The deal with the UAE would strengthen the geopolitical alliance between Israel and Sunni Arab countries in the Middle East against Iran, Syria, and its Lebanese Shiite ally Hezbollah.
It could open the way for a blossoming of bilateral trade – something that never materialized in Israel’s peace with Jordan or Egypt. Business analysts note the UAE has built a diversified economy that is likely to embrace Israel’s innovative technology startups in sectors from finance to green energy to water. Israeli tourists are likely to be attracted to Dubai’s hotels and shopping.
“Everybody’s talking about it. Apparently the prices are not expensive. It’s less than a three-hour flight and luxurious,” says Tom Misgav, a Tel Aviv lawyer who has already perused a travel website for Dubai resorts. “From what I’m hearing, they’re just waiting for the Israelis to come.”
New thinking about Netanyahu
The UAE agreement scrambled the usual chorus of detractors and advocates of the prime minister.
Nahum Barnea, a left-leaning political columnist for the Yediot Ahronot newspaper, wrote that the deal is “historically significant in regional and domestic Israeli terms. ... Netanyahu deserves high regard.”
Yet leaders of Jewish settlers in the West Bank – some of Mr. Netanyahu’s most loyal backers – alleged betrayal and warned the prime minister was headed toward a break with his ideological base. In three consecutive election campaigns since 2019, Mr. Netanyahu made annexation a central promise.
“If the state of Israel sells sovereignty [in the West Bank] for a piece of paper from a country that has never threatened Israel and is far away from Israel, that’s a scam,” shouted Yossi Dagan, the head of the Shomron regional council of settlements.
For now, the deal plays to the prime minister’s strategy of normalizing ties with countries in the region first and then turning to the Palestinians – known as the “outside-in” approach.
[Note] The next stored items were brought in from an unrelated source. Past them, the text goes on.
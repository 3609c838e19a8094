//! 設定管理
//!
//! ConduitConfig設定構造体

use serde::{Deserialize, Serialize};
use std::path::Path;
use std::time::Duration;

use crate::error::CommonError;

/// Environment variable prefix read by [`ConduitConfig::load`]
pub const ENV_PREFIX: &str = "SOTCONDUIT";

/// Gatekeeper設定
#[derive(Debug, Clone, Serialize, Deserialize, PartialEq, Eq)]
pub struct ConduitConfig {
    /// アクセサーを配置するワークショップ名 (デフォルト: "Edge")
    #[serde(default = "default_workshop_name")]
    pub workshop_name: String,

    /// 分類トークンの定義者 (デフォルト: "FHIR")
    #[serde(default = "default_classification_definer")]
    pub classification_definer: String,

    /// リソースのデフォルトバージョン (デフォルト: "4.0.1")
    #[serde(default = "default_resource_version")]
    pub default_version: String,

    /// 監査ブローカー呼び出しのタイムアウト（ミリ秒）(デフォルト: 5000)
    #[serde(default = "default_broker_timeout_ms")]
    pub broker_timeout_ms: u64,

    /// 監査ライターのフラッシュ間隔（秒）(デフォルト: 30)
    #[serde(default = "default_writer_flush_interval")]
    pub writer_flush_interval_secs: u64,

    /// 監査ライターのバッファ上限 (デフォルト: 10000)
    #[serde(default = "default_writer_buffer_capacity")]
    pub writer_buffer_capacity: usize,
}

fn default_workshop_name() -> String {
    "Edge".to_string()
}

fn default_classification_definer() -> String {
    "FHIR".to_string()
}

fn default_resource_version() -> String {
    "4.0.1".to_string()
}

fn default_broker_timeout_ms() -> u64 {
    5_000
}

fn default_writer_flush_interval() -> u64 {
    30
}

fn default_writer_buffer_capacity() -> usize {
    10_000
}

impl Default for ConduitConfig {
    fn default() -> Self {
        Self {
            workshop_name: default_workshop_name(),
            classification_definer: default_classification_definer(),
            default_version: default_resource_version(),
            broker_timeout_ms: default_broker_timeout_ms(),
            writer_flush_interval_secs: default_writer_flush_interval(),
            writer_buffer_capacity: default_writer_buffer_capacity(),
        }
    }
}

impl ConduitConfig {
    /// Load configuration from an optional file layered with `SOTCONDUIT_*`
    /// environment variables (environment wins).
    pub fn load(path: Option<&Path>) -> Result<Self, CommonError> {
        let mut builder = config::Config::builder();
        if let Some(path) = path {
            builder = builder.add_source(config::File::from(path).required(true));
        }
        let settings = builder
            .add_source(config::Environment::with_prefix(ENV_PREFIX).try_parsing(true))
            .build()?;
        let config: Self = settings.try_deserialize()?;
        config.validate()?;
        Ok(config)
    }

    /// Reject values the gatekeeper cannot run with
    pub fn validate(&self) -> Result<(), CommonError> {
        if self.workshop_name.trim().is_empty() {
            return Err(CommonError::Validation(
                "workshop_name must not be empty".to_string(),
            ));
        }
        if self.broker_timeout_ms == 0 {
            return Err(CommonError::Validation(
                "broker_timeout_ms must be greater than zero".to_string(),
            ));
        }
        if self.writer_buffer_capacity == 0 {
            return Err(CommonError::Validation(
                "writer_buffer_capacity must be greater than zero".to_string(),
            ));
        }
        Ok(())
    }

    /// ブローカータイムアウト
    pub fn broker_timeout(&self) -> Duration {
        Duration::from_millis(self.broker_timeout_ms)
    }

    /// ライターのフラッシュ間隔
    pub fn writer_flush_interval(&self) -> Duration {
        Duration::from_secs(self.writer_flush_interval_secs)
    }
}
But it’s unclear whether it will all add up to a boost in Mr. Netanyahu’s political standing. Though some believe that the move will attract Israelis in the political center, he has alienated many through years of divisive rule.
“You can’t avoid that we haven’t solved the Palestinian situation. We may dream of one thousand days and nights in Dubai, but we live more with Gaza,” says Mr. Misgav, who wondered aloud whether the history-making move will whet Mr. Netanyahu’s appetite for new diplomatic moves.
“Maybe it will change his perception. Does he want to go down in history as a prime minister who went to jail on three corruption indictments, or as a peacemaker?”